To section frozen tissue, cut the tissue at 5–6 μm in thickness with a cryostat. Using a thin brush, gently move the curled portion of the section over the cryostat stage. Pick the sections with the help of a brush and place them on poly-l-lysine-coated slides. Poly-l-lysine-coated slides are used to improve tissue adhesion especially since the aortic sections can easily dislodge from the slides during the staining process. For IHC, place 4–5 sections per slide.
7.
Store the cut cryosections in −80 °C freezer immediately. Do not fix the slides before freezing. Fix the slides only if proceeding immediately to immunostaining.
8.
Perform IHC to detect different vascular cells (see below). Although we have used uncut frozen tissues for up to one year, once they are sectioned, they should be further processed within a week if RNA is to be isolated from some of the sections.

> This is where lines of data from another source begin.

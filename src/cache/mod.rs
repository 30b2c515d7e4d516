//! Advisory cache for release lookups
//!
//! The cache only saves upstream round trips; it is never a correctness
//! input. Backends implement [`Cache`] and may fail freely: [`CacheLayer`]
//! bounds every operation with a timeout and turns failures into "absent".
//!
//! # Keys
//!
//! | Key | Kind | Value | Expiry |
//! |-----|------|-------|--------|
//! | `latest_buildpack_release` | string | release identifier | 1 hour |
//! | `bundler_version` | hash, field = release | Bundler version | none, write-once |

pub mod memory;
pub mod redis_cache;

pub use memory::MemoryCache;
pub use redis_cache::RedisCache;

use crate::error::AppResult;
use async_trait::async_trait;
use std::future::Future;
use std::sync::Arc;
use std::time::Duration;
use tracing::{debug, warn};

/// String key holding the most recently resolved release
pub const LATEST_RELEASE_KEY: &str = "latest_buildpack_release";

/// Hash mapping release identifiers to the Bundler version they pin
pub const BUNDLER_VERSION_HASH: &str = "bundler_version";

/// Key-value backend with per-key expiry and a write-once hash field
#[async_trait]
pub trait Cache: Send + Sync {
    /// Read a string key
    async fn get(&self, key: &str) -> AppResult<Option<String>>;

    /// Write a string key that expires after `ttl_secs`
    async fn set_with_ttl(&self, key: &str, value: &str, ttl_secs: u64) -> AppResult<()>;

    /// Write `grouping[field]` only if it is unset; returns whether it was written
    async fn set_if_absent(&self, grouping: &str, field: &str, value: &str) -> AppResult<bool>;

    /// Backend name for logs
    fn backend_name(&self) -> &'static str;
}

/// Cache that stores nothing
pub struct NoCache;

#[async_trait]
impl Cache for NoCache {
    async fn get(&self, _key: &str) -> AppResult<Option<String>> {
        Ok(None)
    }

    async fn set_with_ttl(&self, _key: &str, _value: &str, _ttl_secs: u64) -> AppResult<()> {
        Ok(())
    }

    async fn set_if_absent(&self, _grouping: &str, _field: &str, _value: &str) -> AppResult<bool> {
        Ok(false)
    }

    fn backend_name(&self) -> &'static str {
        "none"
    }
}

/// Infallible front for a cache backend
///
/// Errors and timeouts are logged and reported as a miss (reads) or a
/// skipped write, so callers behave exactly as if no cache were configured.
#[derive(Clone)]
pub struct CacheLayer {
    inner: Arc<dyn Cache>,
    op_timeout: Duration,
}

impl CacheLayer {
    /// Wrap a backend
    pub fn new(inner: Arc<dyn Cache>, op_timeout: Duration) -> Self {
        Self { inner, op_timeout }
    }

    /// A layer with caching disabled
    pub fn disabled() -> Self {
        Self::new(Arc::new(NoCache), Duration::from_millis(1))
    }

    /// Build the layer from an optional Redis URL
    ///
    /// An unusable URL disables caching instead of failing startup.
    pub fn from_redis_url(url: Option<&str>, op_timeout: Duration) -> Self {
        match url.map(str::trim).filter(|u| !u.is_empty()) {
            None => {
                debug!("No Redis URL configured, caching disabled");
                Self::disabled()
            }
            Some(url) => match RedisCache::open(url) {
                Ok(cache) => Self::new(Arc::new(cache), op_timeout),
                Err(e) => {
                    warn!("{}, caching disabled", e);
                    Self::disabled()
                }
            },
        }
    }

    /// Backend name for logs
    pub fn backend_name(&self) -> &'static str {
        self.inner.backend_name()
    }

    /// Read a string key; `None` on miss, error or timeout
    pub async fn get(&self, key: &str) -> Option<String> {
        self.bounded("get", key, self.inner.get(key)).await.flatten()
    }

    /// Write a string key with expiry; failures are logged and skipped
    pub async fn set_with_ttl(&self, key: &str, value: &str, ttl_secs: u64) {
        self.bounded("set", key, self.inner.set_with_ttl(key, value, ttl_secs))
            .await;
    }

    /// Write-once hash field; `false` when not written for any reason
    pub async fn set_if_absent(&self, grouping: &str, field: &str, value: &str) -> bool {
        self.bounded(
            "hsetnx",
            grouping,
            self.inner.set_if_absent(grouping, field, value),
        )
        .await
        .unwrap_or(false)
    }

    async fn bounded<T>(
        &self,
        op: &str,
        key: &str,
        fut: impl Future<Output = AppResult<T>>,
    ) -> Option<T> {
        match tokio::time::timeout(self.op_timeout, fut).await {
            Ok(Ok(value)) => Some(value),
            Ok(Err(e)) => {
                warn!("Cache {} {} failed, ignoring: {}", op, key, e);
                None
            }
            Err(_) => {
                warn!(
                    "Cache {} {} timed out after {:?}, ignoring",
                    op, key, self.op_timeout
                );
                None
            }
        }
    }
}

impl Default for CacheLayer {
    fn default() -> Self {
        Self::disabled()
    }
}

3.3 Preparation of Paraffin-Embedded Sections (See Note 5 )
1.
Fix the harvested tissues overnight at 4 °C using 4 % paraformaldehyde prepared in PBS or 10 % neutral buffered formalin. Since the aortic tissues are small, overnight tissue fixation is optimal. Usually the fixative volume should be 10× times the tissue volume.
2.
Wash the tissues gently with PBS three times, 5 min each.
3.
Store the tissues in 70 % ethanol till they are ready to be embedded in paraffin blocks.
4.
Transfer tissues to embedding cassettes and dehydrate as follows:
(a)
70 % Ethanol, two changes, 1 h each.
(b)
80 % Ethanol, two changes, 1 h each.
(c)
95 % Ethanol, two changes, 1 h each.
(d)
100 % Ethanol, three changes, 1 h each.
(e)
Xylene, three changes, 1 h each.
(f)
Paraffin wax (56–58 °C), two changes, 1.5 h each.
5.
Embed the tissues into paraffin blocks.
6.
To section paraffin blocks, trim and mount the blocks on to the microtome. Take care to trim the paraffin blocks such that there is an optimal cutting surface area that includes the sample with a small paraffin frame.
7.
Using the microtome, cut the tissues in 3–10-μm thick slices. Commonly used thickness for IHC of the mouse aorta is 5–6 μm. Use a brush to gently hold the sections. If the microtome is adjusted properly, the paraffin sections should come out as a ribbon.
8.
Place paraffin ribbons or a slice in 40–45 °C water bath using a second wet brush. As the sections expand on the water bath, the wrinkles on the sections vanish.
9.
Gently scoop out the floating paraffin sections using microscope glass slides and position the section with the help of a brush.
10.
Dry the sections overnight at 37 °C (lower temperatures are better for subsequent antibody detection).
11.
Sections are ready for immunostaining (see Subheading 3.4) or can be stored at room temperature (RT) for an extended period of time.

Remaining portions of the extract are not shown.